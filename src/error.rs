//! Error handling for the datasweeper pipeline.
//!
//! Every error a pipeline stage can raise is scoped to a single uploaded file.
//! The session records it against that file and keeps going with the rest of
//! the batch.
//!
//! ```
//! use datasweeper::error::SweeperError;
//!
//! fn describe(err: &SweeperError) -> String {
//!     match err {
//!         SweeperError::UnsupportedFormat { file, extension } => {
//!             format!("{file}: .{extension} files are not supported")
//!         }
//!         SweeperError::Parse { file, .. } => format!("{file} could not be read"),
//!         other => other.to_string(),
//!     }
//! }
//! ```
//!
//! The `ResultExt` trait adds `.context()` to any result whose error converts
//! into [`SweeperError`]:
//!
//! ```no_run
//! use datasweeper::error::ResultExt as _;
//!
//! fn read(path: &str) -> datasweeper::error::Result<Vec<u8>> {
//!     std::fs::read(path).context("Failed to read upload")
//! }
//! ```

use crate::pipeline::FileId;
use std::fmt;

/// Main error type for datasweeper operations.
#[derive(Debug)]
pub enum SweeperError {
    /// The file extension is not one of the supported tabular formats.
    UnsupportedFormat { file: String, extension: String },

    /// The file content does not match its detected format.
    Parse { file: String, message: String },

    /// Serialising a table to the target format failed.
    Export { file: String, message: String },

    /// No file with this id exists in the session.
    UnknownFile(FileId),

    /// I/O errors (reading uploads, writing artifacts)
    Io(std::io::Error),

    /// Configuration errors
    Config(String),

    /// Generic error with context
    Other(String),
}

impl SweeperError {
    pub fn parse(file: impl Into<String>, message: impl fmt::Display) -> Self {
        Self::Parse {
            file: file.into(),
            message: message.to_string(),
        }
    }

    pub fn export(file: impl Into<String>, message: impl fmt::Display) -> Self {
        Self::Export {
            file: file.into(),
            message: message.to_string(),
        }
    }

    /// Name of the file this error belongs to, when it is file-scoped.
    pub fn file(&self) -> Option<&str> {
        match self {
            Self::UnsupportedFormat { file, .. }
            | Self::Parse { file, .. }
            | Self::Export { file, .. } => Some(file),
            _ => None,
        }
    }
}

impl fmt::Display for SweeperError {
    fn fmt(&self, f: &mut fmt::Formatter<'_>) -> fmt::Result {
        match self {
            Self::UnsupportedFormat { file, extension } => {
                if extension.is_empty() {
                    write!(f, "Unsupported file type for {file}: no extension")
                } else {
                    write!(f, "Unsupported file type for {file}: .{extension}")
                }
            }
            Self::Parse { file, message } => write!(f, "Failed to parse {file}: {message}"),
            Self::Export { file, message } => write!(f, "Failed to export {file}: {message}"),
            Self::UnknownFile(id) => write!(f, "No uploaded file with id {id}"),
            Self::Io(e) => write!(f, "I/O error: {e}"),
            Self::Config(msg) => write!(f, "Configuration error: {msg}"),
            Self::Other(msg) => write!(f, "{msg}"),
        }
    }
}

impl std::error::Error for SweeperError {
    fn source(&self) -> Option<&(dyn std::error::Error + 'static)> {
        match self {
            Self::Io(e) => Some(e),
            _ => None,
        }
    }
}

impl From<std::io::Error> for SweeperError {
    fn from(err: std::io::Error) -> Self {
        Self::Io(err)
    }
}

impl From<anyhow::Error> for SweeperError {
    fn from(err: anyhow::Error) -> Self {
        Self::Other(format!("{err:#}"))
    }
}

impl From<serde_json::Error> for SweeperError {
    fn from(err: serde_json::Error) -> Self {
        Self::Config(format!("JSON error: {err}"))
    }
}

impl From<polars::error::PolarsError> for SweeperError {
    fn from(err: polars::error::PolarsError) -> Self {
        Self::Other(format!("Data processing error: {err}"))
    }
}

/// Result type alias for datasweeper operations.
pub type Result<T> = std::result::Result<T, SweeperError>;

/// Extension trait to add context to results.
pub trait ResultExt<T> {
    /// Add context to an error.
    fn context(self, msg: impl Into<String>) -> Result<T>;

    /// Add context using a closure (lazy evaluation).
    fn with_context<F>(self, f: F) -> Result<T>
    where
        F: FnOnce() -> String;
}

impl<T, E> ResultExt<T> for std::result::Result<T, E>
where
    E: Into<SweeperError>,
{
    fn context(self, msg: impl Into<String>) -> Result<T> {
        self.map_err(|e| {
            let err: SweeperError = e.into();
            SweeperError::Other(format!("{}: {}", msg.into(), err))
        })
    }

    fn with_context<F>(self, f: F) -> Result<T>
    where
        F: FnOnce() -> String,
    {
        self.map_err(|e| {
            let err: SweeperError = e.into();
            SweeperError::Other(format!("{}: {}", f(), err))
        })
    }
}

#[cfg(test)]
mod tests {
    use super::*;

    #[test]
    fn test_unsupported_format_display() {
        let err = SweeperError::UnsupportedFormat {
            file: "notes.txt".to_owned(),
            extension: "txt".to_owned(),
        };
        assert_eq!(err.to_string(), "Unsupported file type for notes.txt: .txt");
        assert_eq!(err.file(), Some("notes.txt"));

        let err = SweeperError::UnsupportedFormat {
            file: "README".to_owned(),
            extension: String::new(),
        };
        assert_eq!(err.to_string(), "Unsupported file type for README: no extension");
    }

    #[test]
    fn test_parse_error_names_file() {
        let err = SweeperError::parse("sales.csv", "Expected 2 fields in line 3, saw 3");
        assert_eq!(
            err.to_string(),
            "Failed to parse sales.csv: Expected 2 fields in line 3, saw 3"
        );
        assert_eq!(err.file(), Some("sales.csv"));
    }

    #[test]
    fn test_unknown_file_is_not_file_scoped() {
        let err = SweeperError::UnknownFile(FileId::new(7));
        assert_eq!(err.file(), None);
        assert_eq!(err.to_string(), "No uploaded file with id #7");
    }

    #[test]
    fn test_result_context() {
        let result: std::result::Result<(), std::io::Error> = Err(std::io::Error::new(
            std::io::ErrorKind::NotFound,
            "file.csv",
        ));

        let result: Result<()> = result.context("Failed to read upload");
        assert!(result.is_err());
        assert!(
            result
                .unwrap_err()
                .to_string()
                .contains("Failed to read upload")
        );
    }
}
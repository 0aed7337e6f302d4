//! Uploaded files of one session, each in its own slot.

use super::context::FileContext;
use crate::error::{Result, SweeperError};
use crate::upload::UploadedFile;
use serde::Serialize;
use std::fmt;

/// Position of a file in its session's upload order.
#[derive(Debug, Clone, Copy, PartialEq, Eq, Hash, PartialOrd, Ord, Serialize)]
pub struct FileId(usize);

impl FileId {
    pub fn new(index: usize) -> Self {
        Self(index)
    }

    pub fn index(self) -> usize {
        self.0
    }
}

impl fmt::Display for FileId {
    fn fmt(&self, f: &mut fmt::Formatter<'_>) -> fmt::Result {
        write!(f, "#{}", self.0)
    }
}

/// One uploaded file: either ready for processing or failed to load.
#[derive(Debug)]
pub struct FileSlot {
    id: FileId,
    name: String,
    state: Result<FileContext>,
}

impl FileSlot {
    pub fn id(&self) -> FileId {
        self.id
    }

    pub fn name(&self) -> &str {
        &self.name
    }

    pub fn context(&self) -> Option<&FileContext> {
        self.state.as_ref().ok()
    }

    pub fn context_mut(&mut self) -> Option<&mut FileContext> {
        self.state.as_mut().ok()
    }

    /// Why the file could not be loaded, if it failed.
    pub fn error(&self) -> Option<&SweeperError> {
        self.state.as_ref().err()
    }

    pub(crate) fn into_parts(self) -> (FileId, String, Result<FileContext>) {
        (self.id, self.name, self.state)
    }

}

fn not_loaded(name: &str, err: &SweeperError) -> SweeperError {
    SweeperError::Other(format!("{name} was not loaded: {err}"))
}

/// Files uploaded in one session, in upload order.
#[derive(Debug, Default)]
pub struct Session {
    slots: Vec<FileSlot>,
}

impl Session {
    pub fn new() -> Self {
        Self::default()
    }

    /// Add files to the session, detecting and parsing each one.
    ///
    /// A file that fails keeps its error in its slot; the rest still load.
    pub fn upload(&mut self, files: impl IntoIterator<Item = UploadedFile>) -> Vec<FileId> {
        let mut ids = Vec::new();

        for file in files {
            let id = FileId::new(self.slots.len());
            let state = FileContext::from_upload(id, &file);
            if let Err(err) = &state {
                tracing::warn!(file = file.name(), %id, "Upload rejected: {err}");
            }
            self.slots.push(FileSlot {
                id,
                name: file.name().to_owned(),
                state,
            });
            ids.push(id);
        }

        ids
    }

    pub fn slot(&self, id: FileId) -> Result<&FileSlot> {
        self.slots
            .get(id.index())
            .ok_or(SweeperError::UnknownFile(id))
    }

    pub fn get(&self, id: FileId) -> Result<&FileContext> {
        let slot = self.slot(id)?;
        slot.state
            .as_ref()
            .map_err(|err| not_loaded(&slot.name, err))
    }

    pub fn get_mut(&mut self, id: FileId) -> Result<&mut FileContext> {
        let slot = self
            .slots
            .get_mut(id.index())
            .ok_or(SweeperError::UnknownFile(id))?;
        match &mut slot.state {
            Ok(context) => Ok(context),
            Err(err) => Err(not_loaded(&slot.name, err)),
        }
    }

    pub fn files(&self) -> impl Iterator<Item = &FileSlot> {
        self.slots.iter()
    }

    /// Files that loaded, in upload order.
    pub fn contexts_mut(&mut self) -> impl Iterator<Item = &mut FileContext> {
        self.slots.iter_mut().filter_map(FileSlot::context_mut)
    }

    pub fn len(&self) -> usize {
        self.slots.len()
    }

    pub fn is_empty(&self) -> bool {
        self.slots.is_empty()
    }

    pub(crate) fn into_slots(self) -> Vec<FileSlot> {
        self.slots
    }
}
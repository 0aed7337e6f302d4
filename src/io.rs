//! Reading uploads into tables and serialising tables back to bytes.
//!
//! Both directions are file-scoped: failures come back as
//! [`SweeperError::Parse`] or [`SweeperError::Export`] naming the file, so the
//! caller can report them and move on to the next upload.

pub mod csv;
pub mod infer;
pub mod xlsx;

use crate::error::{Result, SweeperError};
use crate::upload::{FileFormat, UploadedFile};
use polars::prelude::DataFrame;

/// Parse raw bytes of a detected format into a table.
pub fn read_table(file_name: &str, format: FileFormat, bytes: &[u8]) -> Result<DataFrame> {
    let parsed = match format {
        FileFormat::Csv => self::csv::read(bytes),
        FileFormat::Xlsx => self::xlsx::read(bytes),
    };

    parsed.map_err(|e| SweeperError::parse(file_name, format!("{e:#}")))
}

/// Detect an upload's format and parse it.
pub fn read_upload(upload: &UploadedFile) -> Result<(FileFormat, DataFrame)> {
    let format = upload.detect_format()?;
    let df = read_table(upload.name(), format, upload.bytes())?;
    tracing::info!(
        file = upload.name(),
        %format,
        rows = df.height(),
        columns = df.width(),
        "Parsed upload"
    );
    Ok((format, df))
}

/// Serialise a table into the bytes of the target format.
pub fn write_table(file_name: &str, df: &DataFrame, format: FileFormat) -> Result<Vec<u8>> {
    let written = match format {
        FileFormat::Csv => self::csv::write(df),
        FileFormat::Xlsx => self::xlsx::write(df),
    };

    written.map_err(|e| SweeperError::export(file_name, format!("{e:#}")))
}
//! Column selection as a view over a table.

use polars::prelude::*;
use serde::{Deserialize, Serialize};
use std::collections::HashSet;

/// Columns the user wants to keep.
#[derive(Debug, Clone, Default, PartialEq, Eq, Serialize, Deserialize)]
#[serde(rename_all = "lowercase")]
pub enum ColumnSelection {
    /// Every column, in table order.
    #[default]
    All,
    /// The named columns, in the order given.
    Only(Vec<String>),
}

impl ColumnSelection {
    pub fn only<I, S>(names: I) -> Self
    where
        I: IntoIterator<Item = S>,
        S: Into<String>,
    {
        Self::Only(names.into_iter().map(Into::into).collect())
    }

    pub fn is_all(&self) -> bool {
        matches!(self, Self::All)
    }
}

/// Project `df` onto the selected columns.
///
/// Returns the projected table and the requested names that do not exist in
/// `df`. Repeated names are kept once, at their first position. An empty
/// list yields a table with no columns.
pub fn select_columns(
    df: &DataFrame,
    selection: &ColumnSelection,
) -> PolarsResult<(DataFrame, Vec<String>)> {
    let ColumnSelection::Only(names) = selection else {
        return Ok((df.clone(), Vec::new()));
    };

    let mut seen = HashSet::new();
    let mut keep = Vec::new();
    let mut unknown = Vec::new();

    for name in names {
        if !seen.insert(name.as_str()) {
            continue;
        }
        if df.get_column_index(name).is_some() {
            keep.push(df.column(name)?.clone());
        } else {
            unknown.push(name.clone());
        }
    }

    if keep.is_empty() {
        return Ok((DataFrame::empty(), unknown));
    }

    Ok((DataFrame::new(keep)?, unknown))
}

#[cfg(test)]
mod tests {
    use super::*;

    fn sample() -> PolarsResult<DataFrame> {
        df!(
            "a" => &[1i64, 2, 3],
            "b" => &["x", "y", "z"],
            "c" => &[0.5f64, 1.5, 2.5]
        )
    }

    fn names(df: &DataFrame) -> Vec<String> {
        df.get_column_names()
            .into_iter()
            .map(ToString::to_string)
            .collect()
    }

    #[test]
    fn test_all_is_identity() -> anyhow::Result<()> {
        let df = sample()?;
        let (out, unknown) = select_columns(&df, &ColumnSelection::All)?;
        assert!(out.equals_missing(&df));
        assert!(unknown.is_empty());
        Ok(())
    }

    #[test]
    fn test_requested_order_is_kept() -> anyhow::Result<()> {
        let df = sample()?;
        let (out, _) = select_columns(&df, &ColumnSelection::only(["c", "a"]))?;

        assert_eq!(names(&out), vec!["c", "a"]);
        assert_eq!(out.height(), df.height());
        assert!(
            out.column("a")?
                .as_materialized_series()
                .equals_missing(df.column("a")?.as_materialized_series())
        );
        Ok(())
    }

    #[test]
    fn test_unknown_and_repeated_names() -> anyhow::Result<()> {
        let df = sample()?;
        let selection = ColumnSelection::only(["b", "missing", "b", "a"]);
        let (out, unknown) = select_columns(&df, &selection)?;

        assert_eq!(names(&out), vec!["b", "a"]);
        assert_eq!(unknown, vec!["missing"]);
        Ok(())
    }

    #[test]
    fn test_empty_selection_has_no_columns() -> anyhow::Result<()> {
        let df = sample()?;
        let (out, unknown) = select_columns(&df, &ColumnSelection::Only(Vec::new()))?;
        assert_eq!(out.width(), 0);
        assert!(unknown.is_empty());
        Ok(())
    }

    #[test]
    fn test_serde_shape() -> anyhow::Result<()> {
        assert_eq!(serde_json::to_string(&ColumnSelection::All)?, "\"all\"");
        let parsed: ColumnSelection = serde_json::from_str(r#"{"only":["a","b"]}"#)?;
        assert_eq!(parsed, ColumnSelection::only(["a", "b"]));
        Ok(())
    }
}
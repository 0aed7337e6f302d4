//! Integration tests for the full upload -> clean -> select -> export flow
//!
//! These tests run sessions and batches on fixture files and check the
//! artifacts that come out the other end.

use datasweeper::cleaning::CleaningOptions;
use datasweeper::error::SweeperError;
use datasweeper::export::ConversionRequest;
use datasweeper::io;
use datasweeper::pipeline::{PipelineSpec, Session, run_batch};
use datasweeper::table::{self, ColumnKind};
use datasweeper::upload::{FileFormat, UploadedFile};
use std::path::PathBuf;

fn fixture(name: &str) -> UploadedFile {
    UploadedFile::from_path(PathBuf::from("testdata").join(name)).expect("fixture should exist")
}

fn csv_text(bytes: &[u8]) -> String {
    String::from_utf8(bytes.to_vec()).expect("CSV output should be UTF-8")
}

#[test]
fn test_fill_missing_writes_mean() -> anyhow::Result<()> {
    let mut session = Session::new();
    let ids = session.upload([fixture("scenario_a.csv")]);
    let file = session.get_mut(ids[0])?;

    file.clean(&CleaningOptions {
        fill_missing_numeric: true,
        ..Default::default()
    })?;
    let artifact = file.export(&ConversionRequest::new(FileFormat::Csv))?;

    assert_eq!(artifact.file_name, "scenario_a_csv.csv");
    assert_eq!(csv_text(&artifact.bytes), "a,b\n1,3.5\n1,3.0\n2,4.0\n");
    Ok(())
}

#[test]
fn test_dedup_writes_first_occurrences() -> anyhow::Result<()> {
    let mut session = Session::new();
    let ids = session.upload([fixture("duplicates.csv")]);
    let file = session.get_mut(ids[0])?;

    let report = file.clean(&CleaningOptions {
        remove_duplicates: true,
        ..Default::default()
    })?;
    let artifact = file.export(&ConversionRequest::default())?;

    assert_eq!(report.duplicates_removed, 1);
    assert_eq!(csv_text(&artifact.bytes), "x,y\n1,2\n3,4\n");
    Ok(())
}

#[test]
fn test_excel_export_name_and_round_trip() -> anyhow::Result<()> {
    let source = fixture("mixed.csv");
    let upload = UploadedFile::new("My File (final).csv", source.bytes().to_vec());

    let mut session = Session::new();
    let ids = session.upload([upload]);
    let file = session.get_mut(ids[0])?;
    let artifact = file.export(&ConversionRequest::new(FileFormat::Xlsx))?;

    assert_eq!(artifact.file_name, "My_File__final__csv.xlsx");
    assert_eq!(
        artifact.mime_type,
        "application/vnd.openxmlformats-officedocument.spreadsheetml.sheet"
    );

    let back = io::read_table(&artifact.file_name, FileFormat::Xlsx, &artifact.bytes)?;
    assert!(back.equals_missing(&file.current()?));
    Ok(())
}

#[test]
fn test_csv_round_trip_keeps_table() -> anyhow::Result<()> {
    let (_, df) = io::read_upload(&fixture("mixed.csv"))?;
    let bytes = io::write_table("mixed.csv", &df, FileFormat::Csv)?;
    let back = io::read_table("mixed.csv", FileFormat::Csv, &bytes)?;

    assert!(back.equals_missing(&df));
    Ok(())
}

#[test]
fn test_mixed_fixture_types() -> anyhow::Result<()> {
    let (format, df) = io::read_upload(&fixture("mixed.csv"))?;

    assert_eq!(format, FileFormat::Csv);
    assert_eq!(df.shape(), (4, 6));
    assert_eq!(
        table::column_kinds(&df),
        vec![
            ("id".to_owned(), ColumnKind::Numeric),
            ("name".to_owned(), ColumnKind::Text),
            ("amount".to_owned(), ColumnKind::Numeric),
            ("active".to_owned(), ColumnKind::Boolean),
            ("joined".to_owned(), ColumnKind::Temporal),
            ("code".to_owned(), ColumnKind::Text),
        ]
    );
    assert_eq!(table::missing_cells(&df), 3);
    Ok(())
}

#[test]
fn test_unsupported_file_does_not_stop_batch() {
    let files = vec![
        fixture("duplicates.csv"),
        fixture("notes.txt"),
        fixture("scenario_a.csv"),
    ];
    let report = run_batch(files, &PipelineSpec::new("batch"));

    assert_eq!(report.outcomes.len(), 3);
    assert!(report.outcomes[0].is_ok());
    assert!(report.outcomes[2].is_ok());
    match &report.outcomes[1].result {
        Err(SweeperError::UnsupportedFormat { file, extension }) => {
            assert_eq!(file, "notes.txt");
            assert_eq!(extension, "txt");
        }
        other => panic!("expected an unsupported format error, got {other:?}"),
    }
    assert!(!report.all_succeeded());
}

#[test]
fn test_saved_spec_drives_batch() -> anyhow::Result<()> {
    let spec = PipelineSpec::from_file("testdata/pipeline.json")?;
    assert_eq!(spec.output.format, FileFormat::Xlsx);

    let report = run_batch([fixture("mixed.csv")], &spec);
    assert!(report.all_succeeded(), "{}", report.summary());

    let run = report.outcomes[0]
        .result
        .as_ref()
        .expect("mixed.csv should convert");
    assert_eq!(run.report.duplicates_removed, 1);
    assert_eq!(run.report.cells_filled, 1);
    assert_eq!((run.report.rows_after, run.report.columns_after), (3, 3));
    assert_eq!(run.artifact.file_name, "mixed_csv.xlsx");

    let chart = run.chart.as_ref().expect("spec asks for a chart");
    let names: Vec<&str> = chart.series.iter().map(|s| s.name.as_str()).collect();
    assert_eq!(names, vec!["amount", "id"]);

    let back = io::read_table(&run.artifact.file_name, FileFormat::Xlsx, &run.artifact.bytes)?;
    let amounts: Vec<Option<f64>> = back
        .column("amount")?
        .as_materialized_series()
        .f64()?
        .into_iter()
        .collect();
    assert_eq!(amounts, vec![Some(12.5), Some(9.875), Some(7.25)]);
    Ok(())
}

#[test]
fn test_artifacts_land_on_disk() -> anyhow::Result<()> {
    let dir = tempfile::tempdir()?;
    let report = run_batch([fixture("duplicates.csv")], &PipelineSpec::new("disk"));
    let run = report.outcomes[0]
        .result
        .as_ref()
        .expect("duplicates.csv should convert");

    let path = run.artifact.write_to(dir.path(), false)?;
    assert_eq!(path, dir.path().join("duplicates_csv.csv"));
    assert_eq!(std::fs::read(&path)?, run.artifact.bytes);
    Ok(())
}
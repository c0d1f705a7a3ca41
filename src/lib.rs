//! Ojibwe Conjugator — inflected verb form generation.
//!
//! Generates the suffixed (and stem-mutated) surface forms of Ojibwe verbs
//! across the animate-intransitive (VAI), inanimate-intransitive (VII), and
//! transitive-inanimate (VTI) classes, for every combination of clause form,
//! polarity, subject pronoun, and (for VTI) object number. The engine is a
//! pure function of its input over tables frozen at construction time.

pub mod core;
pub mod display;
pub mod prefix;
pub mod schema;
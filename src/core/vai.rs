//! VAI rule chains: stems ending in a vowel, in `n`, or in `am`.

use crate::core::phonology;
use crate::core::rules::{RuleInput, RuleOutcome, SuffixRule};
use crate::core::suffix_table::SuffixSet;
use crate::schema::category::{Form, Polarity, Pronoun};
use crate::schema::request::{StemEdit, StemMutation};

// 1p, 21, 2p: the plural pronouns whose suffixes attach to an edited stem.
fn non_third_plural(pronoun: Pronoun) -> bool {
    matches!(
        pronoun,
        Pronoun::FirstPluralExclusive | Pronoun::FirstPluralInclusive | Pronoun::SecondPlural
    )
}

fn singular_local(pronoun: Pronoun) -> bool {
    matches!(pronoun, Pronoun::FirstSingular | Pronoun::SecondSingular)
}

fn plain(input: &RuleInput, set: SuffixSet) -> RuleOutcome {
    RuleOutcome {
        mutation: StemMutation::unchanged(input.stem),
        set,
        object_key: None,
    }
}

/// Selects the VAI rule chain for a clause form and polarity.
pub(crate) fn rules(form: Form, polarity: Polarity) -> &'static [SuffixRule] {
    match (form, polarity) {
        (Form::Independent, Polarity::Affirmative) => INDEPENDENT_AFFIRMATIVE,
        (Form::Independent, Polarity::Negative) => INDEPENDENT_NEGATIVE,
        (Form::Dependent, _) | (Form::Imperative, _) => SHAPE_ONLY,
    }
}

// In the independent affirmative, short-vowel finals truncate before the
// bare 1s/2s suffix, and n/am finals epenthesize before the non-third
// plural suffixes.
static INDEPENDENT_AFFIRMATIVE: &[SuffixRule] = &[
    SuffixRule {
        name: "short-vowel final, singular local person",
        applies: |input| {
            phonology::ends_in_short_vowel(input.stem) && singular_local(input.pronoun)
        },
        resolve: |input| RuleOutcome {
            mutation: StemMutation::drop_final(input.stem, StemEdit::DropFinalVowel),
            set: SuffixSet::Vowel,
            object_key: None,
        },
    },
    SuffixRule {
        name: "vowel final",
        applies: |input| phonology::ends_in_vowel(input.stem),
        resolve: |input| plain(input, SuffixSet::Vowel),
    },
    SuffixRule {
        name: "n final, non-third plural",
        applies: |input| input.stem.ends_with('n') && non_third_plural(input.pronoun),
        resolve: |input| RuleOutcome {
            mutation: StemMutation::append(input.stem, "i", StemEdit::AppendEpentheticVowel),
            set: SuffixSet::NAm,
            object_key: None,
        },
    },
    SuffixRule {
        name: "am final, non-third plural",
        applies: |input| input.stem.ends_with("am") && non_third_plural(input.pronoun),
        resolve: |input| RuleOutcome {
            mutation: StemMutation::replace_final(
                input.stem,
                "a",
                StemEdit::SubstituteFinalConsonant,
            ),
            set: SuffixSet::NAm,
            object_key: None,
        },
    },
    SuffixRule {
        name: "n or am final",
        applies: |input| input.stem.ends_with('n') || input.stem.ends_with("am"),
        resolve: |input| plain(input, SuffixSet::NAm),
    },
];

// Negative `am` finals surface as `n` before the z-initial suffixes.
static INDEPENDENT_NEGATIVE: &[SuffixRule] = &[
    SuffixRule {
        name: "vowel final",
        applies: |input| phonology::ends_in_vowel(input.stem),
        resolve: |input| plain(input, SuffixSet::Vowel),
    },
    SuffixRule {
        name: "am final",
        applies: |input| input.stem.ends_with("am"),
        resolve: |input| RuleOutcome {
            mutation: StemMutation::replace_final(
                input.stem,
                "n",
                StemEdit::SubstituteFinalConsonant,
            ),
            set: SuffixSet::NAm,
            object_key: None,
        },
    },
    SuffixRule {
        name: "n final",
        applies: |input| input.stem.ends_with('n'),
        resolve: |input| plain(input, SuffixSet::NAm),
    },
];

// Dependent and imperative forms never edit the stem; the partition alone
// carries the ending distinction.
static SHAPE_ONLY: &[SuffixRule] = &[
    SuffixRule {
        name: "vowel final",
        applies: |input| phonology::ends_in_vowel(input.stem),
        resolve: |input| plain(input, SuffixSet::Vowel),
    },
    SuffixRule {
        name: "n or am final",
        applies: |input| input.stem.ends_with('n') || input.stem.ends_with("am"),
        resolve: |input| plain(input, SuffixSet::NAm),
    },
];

TASK GOAL – Extract all lines from the material above that include the word "chart".

SOLUTION TO THIS PROBLEM –
    let chart = run.chart.as_ref().expect("spec asks for a chart");
    let names: Vec<&str> = chart.series.iter().map(|s| s.name.as_str()).collect();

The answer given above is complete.